Pope JP2’s last book – “Memory and Identity” – is rooted in respecting tradition.
To me – the Achilles Heal of the Post-V2 Church is the “coloring-book-Catholicism” that was spawned all over the RC Church, which threw Catholic culture in the garbage, and substituted cultural treasures with cheap pop culture innovations.
“The Archdiocese of Detroit, however, is well on the way to becoming a shining model of how to gather and organize a local Church for the New Evangelization.”
A bit premature for this judgment, especially if the American Church continues to push a multicultural (and yet homogeneous) national identity that fails to take into account local cultures and respect local (American) peoples.
Having lived in the Detroit area every summer for the past 9 years, this laudatory post by George Weigel seems to be describing another place. The parishes I’ve attended are full of elderly people, with only a scattering of families with children. Although I have been impressed with the faith of the parishioners, I can’t say they show any signs of being a band of missionaries.
This is typical of Weigel’s meliorist prose. Pollyanna has nothing on him…
Admittedly I have not attended the very few Extraordinary Form parishes. So there’s that. But they’re not exactly what George lauds in his post, are they?
Whenever I hear those words “the new…” in relation to anything coming from the church my BS meter goes off the s ale and I know to run and hide because there’s going to be a lot of Bologna followed by more loss of faith. The new evangelization is not an exception.
Fr. Peter Morello. Mercy advocates like to bring up the image of the wounded sinner. Some of these sinners can be dangerous. A wounded animal can be very dangerous. So can a person who is drowning. Both can cause great harm to their would be caregivers. Wounded sinners drowning in their sins can be as hazardous as Saul of Tarsus was before Christ’s intervention on the road to Damascus.
*
Cain killed Abel. Israel had the biblical reputation of being the killer of the prophets. Christ was crucified. St. Stephen was stoned to death. In these cases sinners found it easier to kill the righteous than to humble themselves and try to learn and benefit from them.
The question that comes to mind is – has Weigel actually BEEN to the AoD? Seriously. The entire “Unleash the Gospel” effort is centered around the Protestant ALPHA program – barely Christian and practically speaking NOT Catholic. A number of people close to the Archbishop are very concerned that his efforts are essentially a charismatic renewal type program with emphasis on emotion and God handing and insufficient instruction in the nuts and bolts of the faith. It should be noted that the only thriving parishes, the traditional reverent novus ordo Masses or the couple Latin Mass parishes, want nothing to do with “unleashing the gospel” because they already do it, in a genuine Catholic manner.
It’s my understanding that the Detroit Church is heavily invested in the active gay agenda. I do not see how it can grow the Church if it teaches only its version of social justice while ignoring the true spiritual teachings of the Church. A start would be to let go of all active gay clerics and those that actively support them.
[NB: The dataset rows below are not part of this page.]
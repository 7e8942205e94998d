mod common;

use common::logged_in_client;
use serde_json::{Value, json};
use wxweb_client::errors::GatewayError;
use wxweb_client::media::FileResource;
use wxweb_client::transport::{Body, MultipartForm};

const CHUNK: usize = 512 * 1024;

fn ok_chunk() -> Value {
    json!({ "BaseResponse": { "Ret": 0 } })
}

fn final_chunk(start_pos: usize, media_id: &str) -> Value {
    json!({ "BaseResponse": { "Ret": 0 }, "StartPos": start_pos, "MediaId": media_id })
}

fn multipart(body: &Body) -> &MultipartForm {
    match body {
        Body::Multipart(form) => form,
        other => panic!("expected multipart body, got {other:?}"),
    }
}

#[tokio::test]
async fn large_upload_goes_out_in_chunks() {
    let (client, transport) = logged_in_client().await;
    let size = CHUNK * 5 / 2; // 2.5 chunks
    let resource = FileResource::new("big.bin", vec![0u8; size]);

    transport.push_json(ok_chunk());
    transport.push_json(ok_chunk());
    transport.push_json(final_chunk(size, "MEDIA-BIG"));

    let media_id = client.upload(&resource, "@friend").await.unwrap();
    assert_eq!(media_id, "MEDIA-BIG");

    let requests = transport.requests();
    assert_eq!(requests.len(), 3);
    for (index, req) in requests.iter().enumerate() {
        assert!(req.url.starts_with("https://file.wx.qq.com/"));
        assert!(req.url.ends_with("/webwxuploadmedia"));
        assert_eq!(req.query_value("f"), Some("json"));

        let form = multipart(&req.body);
        assert_eq!(form.field("id"), Some("WU_FILE_0"));
        assert_eq!(form.field("name"), Some("big.bin"));
        assert_eq!(form.field("size"), Some(size.to_string().as_str()));
        assert_eq!(form.field("chunk"), Some(index.to_string().as_str()));
        assert_eq!(form.field("chunks"), Some("3"));
        assert_eq!(form.field("webwx_data_ticket"), Some("dt-abc"));
        assert_eq!(form.field("pass_ticket"), Some("ticket=="));

        let request_json: Value =
            serde_json::from_str(form.field("uploadmediarequest").unwrap()).unwrap();
        assert_eq!(request_json["UploadType"], 2);
        assert_eq!(request_json["MediaType"], 4);
        assert_eq!(request_json["TotalLen"], size);
        assert_eq!(request_json["StartPos"], 0);
        assert_eq!(request_json["FromUserName"], "@me");
        assert_eq!(request_json["ToUserName"], "@friend");

        let file = form.file.as_ref().unwrap();
        assert_eq!(file.part, "filename");
        let expected_len = if index < 2 { CHUNK } else { size - 2 * CHUNK };
        assert_eq!(file.data.len(), expected_len);
    }
}

#[tokio::test]
async fn small_upload_is_a_single_unindexed_request() {
    let (client, transport) = logged_in_client().await;
    let resource = FileResource::new("note.txt", b"hello".to_vec());

    transport.push_json(final_chunk(5, "MEDIA-SMALL"));
    let media_id = client.upload(&resource, "@friend").await.unwrap();
    assert_eq!(media_id, "MEDIA-SMALL");

    let requests = transport.requests();
    assert_eq!(requests.len(), 1);
    let form = multipart(&requests[0].body);
    assert_eq!(form.field("chunk"), None);
    assert_eq!(form.field("chunks"), None);
    assert_eq!(form.field("mediatype"), Some("doc"));
}

#[tokio::test]
async fn empty_upload_is_rejected_without_a_request() {
    let (client, transport) = logged_in_client().await;
    let resource = FileResource::new("empty.bin", Vec::new());

    assert!(matches!(
        client.upload(&resource, "@friend").await,
        Err(GatewayError::EmptyUpload)
    ));
    assert_eq!(transport.request_count(), 0);
}

#[tokio::test]
async fn short_final_position_fails_the_upload() {
    let (client, transport) = logged_in_client().await;
    let resource = FileResource::new("note.txt", b"hello world".to_vec());

    transport.push_json(final_chunk(5, "MEDIA-X"));
    match client.upload(&resource, "@friend").await {
        Err(GatewayError::UploadIncomplete { reported, expected }) => {
            assert_eq!(reported, 5);
            assert_eq!(expected, 11);
        }
        other => panic!("expected incomplete upload, got {other:?}"),
    }
}

#[tokio::test]
async fn failed_middle_chunk_aborts() {
    let (client, transport) = logged_in_client().await;
    let resource = FileResource::new("big.bin", vec![1u8; CHUNK * 3]);

    transport.push_json(ok_chunk());
    transport.push_json(json!({ "BaseResponse": { "Ret": -1 } }));
    assert!(matches!(
        client.upload(&resource, "@friend").await,
        Err(GatewayError::ApiResponse { ret: -1 })
    ));
    assert_eq!(transport.request_count(), 2);
}
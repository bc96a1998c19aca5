use anyhow::Error;
use std::future::Future;
use std::time::Duration;
use tracing::{debug, warn};

/// Retries an async operation with configurable attempts and delays
///
/// # Parameters
/// - `operation`: Closure returning a future
/// - `retries`: Number of retry attempts (total runs = 1 initial + retries)
/// - `delay_ms`: Milliseconds between retry attempts
///
/// # Returns
/// Either the successful result or the error of the last attempt
pub async fn with_retry<F, Fut, T, E>(
    mut operation: F,
    retries: usize,
    delay_ms: u64,
) -> Result<T, Error>
where
    F: FnMut() -> Fut,
    Fut: Future<Output = Result<T, E>>,
    E: Into<Error>,
{
    let mut attempt = 1;
    loop {
        match operation().await.map_err(Into::into) {
            Ok(val) => return Ok(val),
            Err(err) => {
                if attempt > retries {
                    if retries > 0 {
                        warn!("Giving up after {} attempts: {}", attempt, err);
                    }
                    return Err(err);
                }
                debug!(
                    "Attempt {}/{} failed: {}. Retrying...",
                    attempt,
                    retries + 1,
                    err
                );
                attempt += 1;
                tokio::time::sleep(Duration::from_millis(delay_ms)).await;
            }
        }
    }
}
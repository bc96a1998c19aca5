//! Market data abstractions and core types

use crate::core::currency::convert;
use anyhow::Result;
use async_trait::async_trait;
use chrono::{DateTime, Utc};
use serde::{Deserialize, Serialize};

/// A tradable asset as listed by the market data provider.
///
/// `current_price` and `market_cap` are in whichever currency the holder
/// says they are in: providers return source-currency assets, snapshots
/// published by the refresh loop hold display-currency assets. `None` means
/// the provider lists the asset without a value.
#[derive(Debug, Clone, PartialEq, Serialize, Deserialize)]
pub struct Asset {
    pub id: String,
    pub symbol: String,
    pub name: String,
    pub image: String,
    pub current_price: Option<f64>,
    pub market_cap: Option<f64>,
}

impl Asset {
    /// Returns a copy with the monetary fields converted at `rate`.
    pub fn converted(&self, rate: f64) -> Asset {
        Asset {
            current_price: self.current_price.map(|v| convert(v, rate)),
            market_cap: self.market_cap.map(|v| convert(v, rate)),
            ..self.clone()
        }
    }
}

#[derive(Debug, Clone, Copy, PartialEq, Serialize, Deserialize)]
pub struct PricePoint {
    pub timestamp: DateTime<Utc>,
    pub price: f64,
}

/// Ordered daily price history for one asset, in source currency.
#[derive(Debug, Clone, Default, PartialEq, Serialize, Deserialize)]
pub struct PriceSeries {
    points: Vec<PricePoint>,
}

impl PriceSeries {
    pub fn new(points: Vec<PricePoint>) -> Self {
        Self { points }
    }

    pub fn points(&self) -> &[PricePoint] {
        &self.points
    }

    /// Prices in series order, timestamps dropped.
    pub fn prices(&self) -> Vec<f64> {
        self.points.iter().map(|p| p.price).collect()
    }

    pub fn len(&self) -> usize {
        self.points.len()
    }

    pub fn is_empty(&self) -> bool {
        self.points.is_empty()
    }
}

#[async_trait]
pub trait MarketDataProvider: Send + Sync {
    /// Lists assets with prices quoted in `vs_currency`.
    async fn fetch_assets(&self, vs_currency: &str) -> Result<Vec<Asset>>;

    /// Daily price history of `asset_id` over the trailing `days`.
    async fn fetch_history(&self, asset_id: &str, vs_currency: &str, days: u32)
    -> Result<PriceSeries>;
}

#[cfg(test)]
mod tests {
    use super::*;
    use chrono::TimeZone;

    #[test]
    fn test_asset_conversion_keeps_identity_fields() {
        let asset = Asset {
            id: "btc".to_string(),
            symbol: "btc".to_string(),
            name: "Bitcoin".to_string(),
            image: "https://example.com/btc.png".to_string(),
            current_price: Some(50000.0),
            market_cap: None,
        };

        let converted = asset.converted(1350.0);
        assert_eq!(converted.id, "btc");
        assert_eq!(converted.name, "Bitcoin");
        assert_eq!(converted.image, asset.image);
        assert_eq!(converted.current_price, Some(67_500_000.0));
        assert_eq!(converted.market_cap, None);
    }

    #[test]
    fn test_series_prices_follow_order() {
        let day = |d| Utc.with_ymd_and_hms(2024, 1, d, 0, 0, 0).unwrap();
        let series = PriceSeries::new(vec![
            PricePoint {
                timestamp: day(3),
                price: 3.0,
            },
            PricePoint {
                timestamp: day(1),
                price: 1.0,
            },
        ]);
        assert_eq!(series.len(), 2);
        assert_eq!(series.prices(), vec![3.0, 1.0]);
    }
}
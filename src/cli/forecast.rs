use super::ui;
use crate::core::config::AppConfig;
use crate::core::{
    AssetRefreshLoop, CurrencyRateProvider, ForecastRequestController, ForecastState,
    ForecastStatus, MarketDataProvider, RefreshSettings, RefreshStatus,
};
use anyhow::{Result, anyhow, bail};
use comfy_table::Cell;
use std::sync::Arc;

fn status_message(status: &ForecastStatus) -> &'static str {
    match status {
        ForecastStatus::Idle | ForecastStatus::Closed => "Waiting...",
        ForecastStatus::Selected => "Preparing forecast...",
        ForecastStatus::FetchingHistory => "Fetching price history...",
        ForecastStatus::FetchingRate => "Fetching exchange rate...",
        ForecastStatus::Training => "Training model...",
        ForecastStatus::Ready => "Done",
        ForecastStatus::Errored(_) => "Failed",
    }
}

impl ForecastState {
    /// Renders a ready forecast. Returns `None` while nothing is selected.
    pub fn display_as_table(&self, currency: &str) -> Option<String> {
        let asset = self.selected.as_ref()?;
        let currency = currency.to_uppercase();

        let mut output = format!(
            "Forecast: {} ({})\n\n",
            ui::style_text(&asset.name, ui::StyleType::Title),
            asset.symbol.to_uppercase()
        );

        if self.forecast.is_empty() {
            output.push_str(&ui::style_text(
                "Not enough price history to forecast this asset",
                ui::StyleType::Subtle,
            ));
            return Some(output);
        }

        let mut table = ui::new_styled_table();
        table.set_header(vec![
            ui::header_cell("Day"),
            ui::header_cell(&format!("Price ({currency})")),
        ]);
        for (day, price) in self.forecast.iter().enumerate() {
            table.add_row(vec![
                Cell::new(format!("Day +{}", day + 1)),
                ui::highlighted_amount_cell(*price),
            ]);
        }
        output.push_str(&table.to_string());

        if let Some(rate) = self.rate {
            output.push_str(&format!(
                "\n\n{}",
                ui::style_text(&format!("Converted at rate {rate}"), ui::StyleType::Subtle)
            ));
        }
        Some(output)
    }
}

/// Text for the terminal states of a forecast, `None` for the rest.
pub fn display_state(state: &ForecastState, currency: &str) -> Option<String> {
    match &state.status {
        ForecastStatus::Ready => state.display_as_table(currency),
        ForecastStatus::Errored(message) => Some(ui::style_text(message, ui::StyleType::Error)),
        _ => None,
    }
}

/// Loads the asset list once, forecasts `asset_id` and prints the result.
pub async fn run(
    market: Arc<dyn MarketDataProvider>,
    rates: Arc<dyn CurrencyRateProvider>,
    config: &AppConfig,
    asset_id: &str,
) -> Result<()> {
    let currency = config.currency.display.as_str();
    let spinner = ui::new_spinner("Loading assets...");

    let refresh = AssetRefreshLoop::new(
        Arc::clone(&market),
        Arc::clone(&rates),
        RefreshSettings::from(config),
    );
    refresh.refresh_now().await;
    let snapshot = refresh.state();
    if let RefreshStatus::Errored(message) = &snapshot.status {
        spinner.finish_and_clear();
        bail!("{message}");
    }

    let asset = snapshot
        .assets
        .iter()
        .find(|a| a.id.eq_ignore_ascii_case(asset_id))
        .cloned()
        .ok_or_else(|| {
            spinner.finish_and_clear();
            anyhow!("Unknown asset: {asset_id}")
        })?;

    let controller = ForecastRequestController::from_config(market, rates, config);
    let mut updates = controller.subscribe();
    controller.select(asset);

    let state = loop {
        updates.changed().await?;
        let state = updates.borrow_and_update().clone();
        match &state.status {
            ForecastStatus::Ready | ForecastStatus::Errored(_) => break state,
            status => spinner.set_message(status_message(status)),
        }
    };
    spinner.finish_and_clear();

    if let ForecastStatus::Errored(message) = &state.status {
        bail!("{message}");
    }
    if let Some(output) = state.display_as_table(currency) {
        println!("{output}");
    }
    Ok(())
}
//! Monotonic tokens for discarding stale asynchronous results.
use std::sync::atomic::{AtomicU64, Ordering};

#[derive(Debug, Clone, Copy, PartialEq, Eq, PartialOrd, Ord, Hash)]
pub struct Generation(u64);

impl std::fmt::Display for Generation {
    fn fmt(&self, f: &mut std::fmt::Formatter<'_>) -> std::fmt::Result {
        write!(f, "#{}", self.0)
    }
}

/// Hands out increasing generations; only the most recently issued one is
/// current. Work tagged with an older generation must not publish.
#[derive(Debug, Default)]
pub struct GenerationGuard {
    latest: AtomicU64,
}

impl GenerationGuard {
    pub fn new() -> Self {
        Self::default()
    }

    /// Issues a new generation, superseding every earlier one.
    pub fn next(&self) -> Generation {
        Generation(self.latest.fetch_add(1, Ordering::SeqCst) + 1)
    }

    /// Supersedes every issued generation without starting new work.
    pub fn invalidate(&self) {
        self.latest.fetch_add(1, Ordering::SeqCst);
    }

    pub fn is_current(&self, generation: Generation) -> bool {
        self.latest.load(Ordering::SeqCst) == generation.0
    }
}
The social gospel is all they have left.
I have no idea what content is in the Detroit program.
But there is no doubt that it any perceived connection or inspiration about “unleashing” the Gospel can have no credible foundation in Pope F and his “talk” about the “missionary church.”
The actual mission of the Church is perfectly stated by Jesus at the end of St. Matthew’s Gospel.
The “current” problem for Team Francis is that their “theology” playbook (written by Pope F’s favorite theologian Cdl. Kasper) has indtructed Catholic young people to DISBELIEVE the Gospel. In Kasper’s book “Jesus the Christ,” 1st Ed. 1976, re-issued 2011, Kasper (pp 90-91) calls the miracles and Passion prophecies of Jesus “legends.”
No man can “evangelize” when he denies the Evangelium.
Evangelization – when discussed by the “current” pontificate has ZERO credibility.